--- INPUT FOR THIS TASK ---

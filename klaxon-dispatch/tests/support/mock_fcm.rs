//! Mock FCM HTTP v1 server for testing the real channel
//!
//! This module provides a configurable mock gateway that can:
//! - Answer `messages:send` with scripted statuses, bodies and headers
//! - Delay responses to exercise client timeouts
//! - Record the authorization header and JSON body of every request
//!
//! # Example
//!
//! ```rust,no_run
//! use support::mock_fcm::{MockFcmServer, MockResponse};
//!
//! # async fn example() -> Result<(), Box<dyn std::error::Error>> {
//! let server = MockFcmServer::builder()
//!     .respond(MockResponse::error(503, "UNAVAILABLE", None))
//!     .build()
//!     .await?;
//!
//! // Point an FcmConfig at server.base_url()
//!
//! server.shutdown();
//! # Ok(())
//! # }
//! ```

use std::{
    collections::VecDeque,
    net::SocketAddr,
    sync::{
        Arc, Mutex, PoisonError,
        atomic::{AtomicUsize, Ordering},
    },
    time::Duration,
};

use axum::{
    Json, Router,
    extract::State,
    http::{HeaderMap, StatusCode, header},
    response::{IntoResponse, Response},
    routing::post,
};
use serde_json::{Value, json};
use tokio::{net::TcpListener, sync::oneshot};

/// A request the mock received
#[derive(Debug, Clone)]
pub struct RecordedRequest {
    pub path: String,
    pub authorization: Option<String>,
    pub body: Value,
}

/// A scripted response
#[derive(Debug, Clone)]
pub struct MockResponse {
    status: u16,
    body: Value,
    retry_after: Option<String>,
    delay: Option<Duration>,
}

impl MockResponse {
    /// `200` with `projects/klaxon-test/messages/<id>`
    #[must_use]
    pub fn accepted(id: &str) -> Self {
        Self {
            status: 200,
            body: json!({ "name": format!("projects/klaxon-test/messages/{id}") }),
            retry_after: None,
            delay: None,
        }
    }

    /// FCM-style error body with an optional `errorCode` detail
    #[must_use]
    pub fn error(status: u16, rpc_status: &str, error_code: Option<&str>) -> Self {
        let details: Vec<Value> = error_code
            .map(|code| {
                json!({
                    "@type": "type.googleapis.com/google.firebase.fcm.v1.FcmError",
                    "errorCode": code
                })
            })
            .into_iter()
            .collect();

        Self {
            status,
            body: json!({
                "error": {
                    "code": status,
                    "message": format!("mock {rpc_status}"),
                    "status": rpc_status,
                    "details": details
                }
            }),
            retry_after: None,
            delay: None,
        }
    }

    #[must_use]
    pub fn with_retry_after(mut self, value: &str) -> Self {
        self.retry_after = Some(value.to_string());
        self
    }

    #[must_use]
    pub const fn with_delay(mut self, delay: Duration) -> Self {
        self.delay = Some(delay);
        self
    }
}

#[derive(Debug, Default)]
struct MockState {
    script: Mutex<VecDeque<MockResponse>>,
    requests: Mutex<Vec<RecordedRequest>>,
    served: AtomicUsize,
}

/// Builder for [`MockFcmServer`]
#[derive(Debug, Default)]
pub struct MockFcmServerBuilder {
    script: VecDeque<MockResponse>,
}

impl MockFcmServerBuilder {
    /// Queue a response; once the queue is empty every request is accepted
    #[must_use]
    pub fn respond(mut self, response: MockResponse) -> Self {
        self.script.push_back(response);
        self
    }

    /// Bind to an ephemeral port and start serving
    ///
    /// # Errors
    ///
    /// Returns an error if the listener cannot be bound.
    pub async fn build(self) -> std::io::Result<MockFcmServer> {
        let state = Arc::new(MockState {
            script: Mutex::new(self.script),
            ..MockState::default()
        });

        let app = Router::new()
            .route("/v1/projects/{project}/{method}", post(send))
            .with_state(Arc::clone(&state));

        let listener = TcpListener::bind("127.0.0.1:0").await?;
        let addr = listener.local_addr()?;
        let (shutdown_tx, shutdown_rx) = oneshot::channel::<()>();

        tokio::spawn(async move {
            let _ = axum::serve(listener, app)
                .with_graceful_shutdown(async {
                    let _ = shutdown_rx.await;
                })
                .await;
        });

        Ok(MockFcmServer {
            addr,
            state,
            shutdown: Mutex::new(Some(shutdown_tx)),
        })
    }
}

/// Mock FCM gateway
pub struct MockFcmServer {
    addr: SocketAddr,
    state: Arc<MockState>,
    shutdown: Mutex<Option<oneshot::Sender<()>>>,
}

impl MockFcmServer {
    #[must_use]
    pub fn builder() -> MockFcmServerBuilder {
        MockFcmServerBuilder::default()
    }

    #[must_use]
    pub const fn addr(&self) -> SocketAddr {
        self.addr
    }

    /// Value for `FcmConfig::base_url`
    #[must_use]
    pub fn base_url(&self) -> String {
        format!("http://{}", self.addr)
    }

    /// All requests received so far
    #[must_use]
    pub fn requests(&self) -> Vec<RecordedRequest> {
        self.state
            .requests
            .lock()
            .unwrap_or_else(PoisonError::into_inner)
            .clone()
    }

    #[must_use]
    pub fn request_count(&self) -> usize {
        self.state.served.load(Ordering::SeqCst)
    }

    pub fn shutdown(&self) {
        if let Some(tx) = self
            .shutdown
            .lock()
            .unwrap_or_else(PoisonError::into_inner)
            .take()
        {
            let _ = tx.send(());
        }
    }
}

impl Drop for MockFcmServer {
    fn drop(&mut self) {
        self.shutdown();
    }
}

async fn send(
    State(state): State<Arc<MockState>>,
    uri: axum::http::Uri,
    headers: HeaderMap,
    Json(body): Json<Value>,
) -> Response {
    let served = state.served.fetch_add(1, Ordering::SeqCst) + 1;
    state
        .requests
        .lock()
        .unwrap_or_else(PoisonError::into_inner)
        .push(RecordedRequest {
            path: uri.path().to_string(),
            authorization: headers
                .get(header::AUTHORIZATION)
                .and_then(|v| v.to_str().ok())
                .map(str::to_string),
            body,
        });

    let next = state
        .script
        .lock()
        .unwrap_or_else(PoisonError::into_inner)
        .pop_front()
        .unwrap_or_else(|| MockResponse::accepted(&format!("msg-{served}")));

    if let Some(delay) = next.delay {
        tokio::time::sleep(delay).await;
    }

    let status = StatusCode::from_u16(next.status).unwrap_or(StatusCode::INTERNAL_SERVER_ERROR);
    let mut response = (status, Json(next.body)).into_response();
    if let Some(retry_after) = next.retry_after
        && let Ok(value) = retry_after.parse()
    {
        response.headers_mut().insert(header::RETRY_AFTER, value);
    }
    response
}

---

WHAT TO WORK ON: Reply with nothing except the number of lines in the listing above that include "StatusCode".

WRITTEN ANSWER: 2